use std::collections::BTreeMap;
use std::fmt;

use serde::{Deserialize, Serialize};
use tracing::debug;

use crate::data::{Column, Data, DataSet};
use crate::error::{PypeError, Result};
use crate::model::Model;

/// Metric values keyed by dataset name, then metric name.
pub type Metrics = BTreeMap<String, BTreeMap<String, f64>>;

#[derive(Debug, Clone, Copy, PartialEq, Eq, Serialize, Deserialize)]
#[serde(rename_all = "snake_case")]
pub enum Metric {
    Mse,
    Mae,
    R2,
    Accuracy,
}

impl Metric {
    pub fn as_str(&self) -> &'static str {
        match self {
            Self::Mse => "mse",
            Self::Mae => "mae",
            Self::R2 => "r2",
            Self::Accuracy => "accuracy",
        }
    }

    pub fn from_name(name: &str) -> Result<Self> {
        match name.trim().to_lowercase().as_str() {
            "mse" | "mean_squared_error" => Ok(Self::Mse),
            "mae" | "mean_absolute_error" => Ok(Self::Mae),
            "r2" | "r2_score" => Ok(Self::R2),
            "accuracy" => Ok(Self::Accuracy),
            other => Err(PypeError::config(format!(
                "Unknown metric '{other}'. Available: mse, mae, r2, accuracy"
            ))),
        }
    }

    fn compute(&self, truth: &Column, predicted: &Column) -> Result<f64> {
        if truth.len() != predicted.len() {
            return Err(PypeError::LengthMismatch {
                keys: truth.len(),
                values: predicted.len(),
            });
        }
        if truth.is_empty() {
            return Err(PypeError::config(format!("cannot compute {self} on no rows")));
        }
        match self {
            Self::Accuracy => Ok(accuracy(truth, predicted)),
            Self::Mse => self.numeric(truth, predicted).map(|(t, p)| mse(&t, &p)),
            Self::Mae => self.numeric(truth, predicted).map(|(t, p)| mae(&t, &p)),
            Self::R2 => self.numeric(truth, predicted).map(|(t, p)| r2(&t, &p)),
        }
    }

    fn numeric(&self, truth: &Column, predicted: &Column) -> Result<(Vec<f64>, Vec<f64>)> {
        match (truth.to_f64(), predicted.to_f64()) {
            (Some(t), Some(p)) => Ok((t, p)),
            _ => Err(PypeError::unsupported(format!(
                "{self} needs numeric values, got {} and {}",
                truth.dtype(),
                predicted.dtype()
            ))),
        }
    }
}

fn accuracy(truth: &Column, predicted: &Column) -> f64 {
    let hits = truth
        .to_labels()
        .iter()
        .zip(predicted.to_labels())
        .filter(|(t, p)| **t == *p)
        .count();
    hits as f64 / truth.len() as f64
}

fn mse(t: &[f64], p: &[f64]) -> f64 {
    t.iter().zip(p).map(|(t, p)| (t - p).powi(2)).sum::<f64>() / t.len() as f64
}

fn mae(t: &[f64], p: &[f64]) -> f64 {
    t.iter().zip(p).map(|(t, p)| (t - p).abs()).sum::<f64>() / t.len() as f64
}

fn r2(t: &[f64], p: &[f64]) -> f64 {
    let mean = t.iter().sum::<f64>() / t.len() as f64;
    let total: f64 = t.iter().map(|v| (v - mean).powi(2)).sum();
    let residual: f64 = t.iter().zip(p).map(|(t, p)| (t - p).powi(2)).sum();
    if total == 0.0 {
        if residual == 0.0 { 1.0 } else { 0.0 }
    } else {
        1.0 - residual / total
    }
}

impl fmt::Display for Metric {
    fn fmt(&self, f: &mut fmt::Formatter<'_>) -> fmt::Result {
        f.write_str(self.as_str())
    }
}

/// Scores a fitted model on labelled datasets.
#[derive(Debug, Clone, PartialEq)]
pub struct Evaluator {
    metrics: Vec<Metric>,
}

impl Default for Evaluator {
    fn default() -> Self {
        Self {
            metrics: vec![Metric::Mse, Metric::Mae],
        }
    }
}

impl Evaluator {
    pub fn new(metrics: Vec<Metric>) -> Self {
        Self { metrics }
    }

    pub fn from_names<S: AsRef<str>>(names: &[S]) -> Result<Self> {
        let metrics = names
            .iter()
            .map(|name| Metric::from_name(name.as_ref()))
            .collect::<Result<Vec<_>>>()?;
        Ok(Self { metrics })
    }

    pub fn metrics(&self) -> &[Metric] {
        &self.metrics
    }

    /// Predicts on `dataset` and compares against its values at the model's
    /// output keys. With several outputs, names are prefixed `{output}.`.
    pub fn evaluate(&self, model: &Model, dataset: &DataSet) -> Result<BTreeMap<String, f64>> {
        let predicted = model.transform(dataset)?;
        let prefixed = model.outputs().len() > 1;
        let mut scores = BTreeMap::new();
        for output in model.outputs() {
            let truth = single_column(output, dataset.require(output)?)?;
            let guess = single_column(output, predicted.require(output)?)?;
            for metric in &self.metrics {
                let value = metric.compute(truth, guess)?;
                let name = if prefixed {
                    format!("{output}.{metric}")
                } else {
                    metric.to_string()
                };
                scores.insert(name, value);
            }
        }
        debug!(?scores, "Evaluated model");
        Ok(scores)
    }
}

fn single_column<'a>(key: &str, data: &'a Data) -> Result<&'a Column> {
    match data {
        Data::Array(column) => Ok(column),
        Data::Frame(frame) if frame.n_cols() == 1 => frame
            .columns()
            .next()
            .map(|series| &series.values)
            .ok_or_else(|| PypeError::unsupported(format!("`{key}` is an empty frame"))),
        other => Err(PypeError::unsupported(format!(
            "cannot evaluate `{key}`: {} data is not a single column",
            other.kind()
        ))),
    }
}

/// Bounds one metric on one dataset; a violation aborts the run.
#[derive(Debug, Clone, PartialEq, Serialize, Deserialize)]
pub struct MetricGate {
    #[serde(default)]
    pub label: Option<String>,
    #[serde(default = "default_gate_dataset")]
    pub dataset: String,
    pub metric: String,
    #[serde(default)]
    pub min: Option<f64>,
    #[serde(default)]
    pub max: Option<f64>,
}

fn default_gate_dataset() -> String {
    "test".to_string()
}

impl MetricGate {
    pub fn label(&self) -> String {
        self.label
            .clone()
            .unwrap_or_else(|| format!("{}.{}", self.dataset, self.metric))
    }

    pub fn check(&self, metrics: &Metrics) -> Result<()> {
        let value = metrics
            .get(&self.dataset)
            .and_then(|scores| scores.get(&self.metric))
            .copied()
            .ok_or_else(|| PypeError::GateFailed {
                label: self.label(),
                message: format!("metric `{}` was not computed on `{}`", self.metric, self.dataset),
            })?;
        if let Some(min) = self.min
            && value < min
        {
            return Err(PypeError::GateFailed {
                label: self.label(),
                message: format!("{} {value:.5} < {min:.5}", self.metric),
            });
        }
        if let Some(max) = self.max
            && value > max
        {
            return Err(PypeError::GateFailed {
                label: self.label(),
                message: format!("{} {value:.5} > {max:.5}", self.metric),
            });
        }
        Ok(())
    }
}

#[cfg(test)]
mod tests {
    use super::*;

    #[test]
    fn regression_metrics() {
        let truth = Column::Float(vec![1.0, 2.0, 3.0]);
        let guess = Column::Float(vec![1.0, 2.0, 5.0]);
        assert_eq!(Metric::Mse.compute(&truth, &guess).unwrap(), 4.0 / 3.0);
        assert_eq!(Metric::Mae.compute(&truth, &guess).unwrap(), 2.0 / 3.0);
        assert_eq!(Metric::R2.compute(&truth, &truth).unwrap(), 1.0);
    }

    #[test]
    fn accuracy_compares_labels() {
        let truth = Column::from(vec!["a", "b", "a", "a"]);
        let guess = Column::from(vec!["a", "a", "a", "a"]);
        assert_eq!(Metric::Accuracy.compute(&truth, &guess).unwrap(), 0.75);
    }

    #[test]
    fn unknown_metric_is_a_configuration_error() {
        let err = Evaluator::from_names(&["mse", "auc"]).unwrap_err();
        assert!(matches!(err, PypeError::Configuration(msg) if msg.contains("auc")));
    }

    #[test]
    fn gates_enforce_bounds() {
        let mut metrics = Metrics::new();
        metrics.insert("test".into(), BTreeMap::from([("mse".to_string(), 0.5)]));
        let gate = MetricGate {
            label: None,
            dataset: "test".into(),
            metric: "mse".into(),
            min: None,
            max: Some(0.25),
        };
        let err = gate.check(&metrics).unwrap_err();
        assert!(matches!(err, PypeError::GateFailed { label, .. } if label == "test.mse"));
        let relaxed = MetricGate {
            max: Some(1.0),
            ..gate
        };
        assert!(relaxed.check(&metrics).is_ok());
    }
}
■ ■ ■ ■ ■ ■ ■
THE PROBLEM ->
From the entries, give the number of lines where the string "Option" is found, and nothing else.

OUTPUT OF THE EXERCISE ->
3